Il PNRR colloca la politica della ricerca all’interno di una più vasta trasformazione del sistema economico italiano. “La ricerca pubblica intende ricoprire il ruolo di moltiplicatore in grado di attivare investimenti in ricerca privata e innovazione, finalizzati alla creazione di ecosistemi dove le idee si possano trasformare in nuovi prodotti, processi e servizi, al fine di creare posti di lavoro ad elevato valore aggiunto, agganciando i settori produttivi più dinamici nei mercati internazionali”, proseguono i coordinatori della “Relazione”, Daniele Archibugi, Emanuela Reale e Fabrizio Tuzi. “Gli attori pubblici della ricerca devono quindi assumere un ruolo centrale nel disegno definito nel PNRR in quanto operando sulla frontiera della scienza sono in grado di aprire nuove traiettorie tecnologiche. Questi dovranno dunque essere pronti ad affrontare la sfida attraverso l’ampio ventaglio di azioni, interventi e soluzioni previste all’interno del piano e fare in modo che gli investimenti previsti abbiano concrete ricadute sulla collettività e sul sistema socio-economico nazionale”.
La terza edizione della “Relazione sulla ricerca e l’innovazione in Italia – Analisi e dati di politica della scienza e della tecnologia” è stata presentata oggi presso la sede centrale del Consiglio nazionale delle ricerche, alla presenza tra gli altri del ministro dell’Università e ricerca Maria Cristina Messa. “Anche guardando i dati della Relazione si conferma che come mondo della ricerca dobbiamo superare alcune vecchie logiche” ha commentato il ministro Messa. “Tra queste, l’antitesi fra ricerca di base e applicata: la ricerca deve essere di qualità e finanziata in quanto tale, sia quella guidata da curiosità che quella applicativa, che devono coesistere senza contrapposizioni o trasformarsi l’una nell’altra.

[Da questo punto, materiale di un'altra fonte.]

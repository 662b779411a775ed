//! Predicate registry: holds predicates and partitions them per configuration.

use std::sync::Arc;
use tracing::debug;

use crate::config::SearchConfig;
use crate::error::{ConfigError, Result};
use crate::traits::Predicate;
use crate::types::{Heaviness, Importance, TierCounts};

/// A predicate paired with the importance it resolved to for one snapshot.
#[derive(Clone)]
pub struct ResolvedPredicate {
    pub predicate: Arc<dyn Predicate>,
    pub importance: Importance,
}

impl ResolvedPredicate {
    pub fn id(&self) -> &str {
        self.predicate.id()
    }

    pub fn heaviness(&self) -> Heaviness {
        self.predicate.heaviness()
    }
}

impl std::fmt::Debug for ResolvedPredicate {
    fn fmt(&self, f: &mut std::fmt::Formatter<'_>) -> std::fmt::Result {
        f.debug_struct("ResolvedPredicate")
            .field("id", &self.id())
            .field("heaviness", &self.heaviness())
            .field("importance", &self.importance)
            .finish()
    }
}

/// Active predicates for one snapshot, split by cost tier.
#[derive(Debug, Clone, Default)]
pub struct Partition {
    pub cheap: Vec<ResolvedPredicate>,
    pub heavy: Vec<ResolvedPredicate>,
}

impl Partition {
    pub fn cheap_counts(&self) -> TierCounts {
        count_tiers(&self.cheap)
    }

    pub fn heavy_counts(&self) -> TierCounts {
        count_tiers(&self.heavy)
    }

    pub fn total_counts(&self) -> TierCounts {
        self.cheap_counts().combined(&self.heavy_counts())
    }

    pub fn is_empty(&self) -> bool {
        self.cheap.is_empty() && self.heavy.is_empty()
    }

    /// All active predicates, cheap first
    pub fn iter(&self) -> impl Iterator<Item = &ResolvedPredicate> {
        self.cheap.iter().chain(self.heavy.iter())
    }
}

fn count_tiers(predicates: &[ResolvedPredicate]) -> TierCounts {
    let mut counts = TierCounts::default();
    for predicate in predicates {
        counts.add(predicate.importance);
    }
    counts
}

/// Holds registered predicates, cheap before heavy.
#[derive(Default, Clone)]
pub struct PredicateRegistry {
    predicates: Vec<Arc<dyn Predicate>>,
}

impl PredicateRegistry {
    pub fn new() -> Self {
        Self::default()
    }

    /// Store a predicate, keeping cheap predicates ahead of heavy ones.
    ///
    /// Registration order is preserved within each tier.
    pub fn register(&mut self, predicate: Arc<dyn Predicate>) -> Result<()> {
        if self.get(predicate.id()).is_some() {
            return Err(ConfigError::DuplicatePredicate(predicate.id().to_string()));
        }
        let position = match predicate.heaviness() {
            Heaviness::Cheap => self
                .predicates
                .iter()
                .position(|p| p.heaviness() == Heaviness::Heavy)
                .unwrap_or(self.predicates.len()),
            Heaviness::Heavy => self.predicates.len(),
        };
        debug!(id = predicate.id(), ?position, "Registered predicate");
        self.predicates.insert(position, predicate);
        Ok(())
    }

    /// Builder-style registration (duplicates are rejected the same way)
    pub fn with(mut self, predicate: Arc<dyn Predicate>) -> Result<Self> {
        self.register(predicate)?;
        Ok(self)
    }

    pub fn get(&self, id: &str) -> Option<&Arc<dyn Predicate>> {
        self.predicates.iter().find(|p| p.id() == id)
    }

    pub fn len(&self) -> usize {
        self.predicates.len()
    }

    pub fn is_empty(&self) -> bool {
        self.predicates.is_empty()
    }

    pub fn ids(&self) -> impl Iterator<Item = &str> {
        self.predicates.iter().map(|p| p.id())
    }

    /// Resolve every predicate against `config` and drop the ignored ones.
    ///
    /// Pure in `config`: fallback tiers call this repeatedly and rely on the
    /// same snapshot always producing the same partition.
    pub fn partition(&self, config: &SearchConfig) -> Partition {
        let mut partition = Partition::default();
        for predicate in &self.predicates {
            let importance = predicate.importance(config);
            if importance == Importance::Ignored {
                continue;
            }
            let resolved = ResolvedPredicate {
                predicate: Arc::clone(predicate),
                importance,
            };
            match predicate.heaviness() {
                Heaviness::Cheap => partition.cheap.push(resolved),
                Heaviness::Heavy => partition.heavy.push(resolved),
            }
        }
        partition
    }
}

Dobbiamo inoltre superare il preconcetto della separazione fra ricerca pubblica e privata, che allontana le imprese con cui gli enti di ricerca hanno sempre attivato collaborazioni, mentre le università hanno conosciuto delle fasi diverse, un gap che va recuperato. L’avere stimolato grandi filiere attraverso i bandi è proprio una risposta in tal senso, senza immettere nuove fondazioni o istituzioni di ricerca, ma facendo rete con quanto di buono c’è già. Dobbiamo capire che se come mondo della ricerca vinciamo questa sfida diventiamo fondamentali per il Paese, perché creiamo spin-off, start up, proof of concept, lavoro, opportunità per i giovani. È questa è la vera sfida che abbiamo davanti”.